Data items:
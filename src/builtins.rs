use std::io::Write;

use tracing::debug;

use crate::error::ShellError;
use crate::job_control::{ProcessControl, TerminalHandoff};
use crate::jobs::{JobState, SharedJobs};
use crate::status::ResultKind;

/// The list of all builtin command names.
const BUILTINS: &[&str] = &["cd", "fg", "bg", "jobs", "exit"];

#[derive(Debug, PartialEq)]
pub(crate) enum BuiltinAction {
    Continue,
    Exit(i32),
}

/// Returns true if the command name is a shell builtin.
pub(crate) fn is_builtin(name: &str) -> bool {
    BUILTINS.contains(&name)
}

/// Execute a builtin command, writing output to the provided streams.
/// `args` excludes the command name.
pub(crate) fn execute<P: ProcessControl + ?Sized>(
    program: &str,
    args: &[String],
    jobs: &SharedJobs,
    control: &P,
    stdout: &mut dyn Write,
    stderr: &mut dyn Write,
) -> BuiltinAction {
    match program {
        "cd" => builtin_cd(args, stderr),
        "fg" => builtin_fg(args, jobs, control, stdout, stderr),
        "bg" => builtin_bg(args, jobs, control, stdout, stderr),
        "jobs" => builtin_jobs(jobs, stdout),
        "exit" => {
            let _ = writeln!(stdout, "Bye");
            return BuiltinAction::Exit(0);
        }
        _ => {
            let _ = writeln!(stderr, "jcsh: unknown builtin: {program}");
        }
    }
    BuiltinAction::Continue
}

fn builtin_cd(args: &[String], stderr: &mut dyn Write) {
    let Some(target) = args.first() else {
        let _ = writeln!(stderr, "missing argument for cd");
        return;
    };

    if let Err(e) = std::env::set_current_dir(target) {
        let _ = writeln!(stderr, "cd: {target}: {e}");
    }
}

// ── Job control builtins ──

/// List all tracked jobs.
fn builtin_jobs(jobs: &SharedJobs, stdout: &mut dyn Write) {
    let registry = jobs.block();
    if registry.is_empty() {
        let _ = writeln!(stdout, "There are no jobs in the list");
        return;
    }

    for (position, job) in registry.iter() {
        let _ = writeln!(stdout, "[{position}] {} {} {}", job.pgid, job.command, job.state);
    }
}

/// Bring a background or stopped job to the foreground and wait for it.
///
/// The job leaves the registry for the duration of the wait, so the
/// reconciler can never see (or reap) it meanwhile. If it stops again it
/// goes back in front of the jobs that followed it.
fn builtin_fg<P: ProcessControl + ?Sized>(
    args: &[String],
    jobs: &SharedJobs,
    control: &P,
    stdout: &mut dyn Write,
    stderr: &mut dyn Write,
) {
    let Some(position) = parse_position(args.first(), stdout) else {
        return;
    };

    let (mut job, followers) = {
        let mut registry = jobs.block();
        let Some(job) = registry.take(position) else {
            let _ = writeln!(stdout, "{}", ShellError::NoSuchJob(position.to_string()));
            return;
        };
        let followers = registry.groups().split_off(position - 1);
        (job, followers)
    };

    let _ = writeln!(stdout, "Bringing job to foreground: [{position}] {}", job.command);
    let _ = stdout.flush();

    let previous = job.state;
    job.state = JobState::Foreground;
    let outcome = {
        let _terminal = TerminalHandoff::give(control, job.pgid);
        if let Err(e) = control.continue_group(job.pgid) {
            let _ = writeln!(stderr, "jcsh: fg: {e}");
        }
        control.wait_group(job.pgid)
    };

    job.state = match outcome {
        Ok(result) => {
            let _ = writeln!(
                stdout,
                "Foreground pid: {}, command: {}, {}, info: {}",
                job.pgid, job.command, result.kind, result.info
            );
            match result.kind {
                ResultKind::Suspended => JobState::Stopped,
                // Never reported: wait_group does not pass WCONTINUED.
                ResultKind::Continued => JobState::Background,
                ResultKind::Exited | ResultKind::Signaled => {
                    debug!(pgid = job.pgid, kind = %result.kind, "foreground job finished");
                    return;
                }
            }
        }
        Err(e) => {
            let _ = writeln!(stderr, "jcsh: wait error: {e}");
            previous
        }
    };

    if let Err(e) = jobs.block().insert_before_any(&followers, job) {
        let _ = writeln!(stderr, "jcsh: fg: {e}");
    }
}

/// Resume a stopped job in the background.
fn builtin_bg<P: ProcessControl + ?Sized>(
    args: &[String],
    jobs: &SharedJobs,
    control: &P,
    stdout: &mut dyn Write,
    stderr: &mut dyn Write,
) {
    let Some(position) = parse_position(args.first(), stdout) else {
        return;
    };

    let mut registry = jobs.block();
    let Some(job) = registry.get_mut(position) else {
        let _ = writeln!(stdout, "{}", ShellError::NoSuchJob(position.to_string()));
        return;
    };

    if job.state != JobState::Stopped {
        let _ = writeln!(stdout, "Job [{position}] is not stopped. Nothing to do.");
        return;
    }

    if let Err(e) = control.continue_group(job.pgid) {
        let _ = writeln!(stderr, "jcsh: bg: {e}");
        return;
    }

    job.state = JobState::Background;
    let _ = writeln!(
        stdout,
        "Background pid: {}, command: {}, {}, info: 0",
        job.pgid,
        job.command,
        ResultKind::Continued
    );
}

// ── Helpers ──

/// Parse a 1-based job position, defaulting to the first job.
fn parse_position(arg: Option<&String>, stdout: &mut dyn Write) -> Option<usize> {
    let Some(arg) = arg else {
        return Some(1);
    };
    match arg.parse::<usize>() {
        Ok(position) if position > 0 => Some(position),
        _ => {
            let _ = writeln!(stdout, "{}", ShellError::NoSuchJob(arg.clone()));
            None
        }
    }
}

● Problem requirements: Every line from the one that contains "let Some(arg) = arg" down to and including the last line of the records above must be set down exactly, with nothing else.

● Solution to this task:
    let Some(arg) = arg else {
        return Some(1);
    };
    match arg.parse::<usize>() {
        Ok(position) if position > 0 => Some(position),
        _ => {
            let _ = writeln!(stdout, "{}", ShellError::NoSuchJob(arg.clone()));
            None
        }
    }
}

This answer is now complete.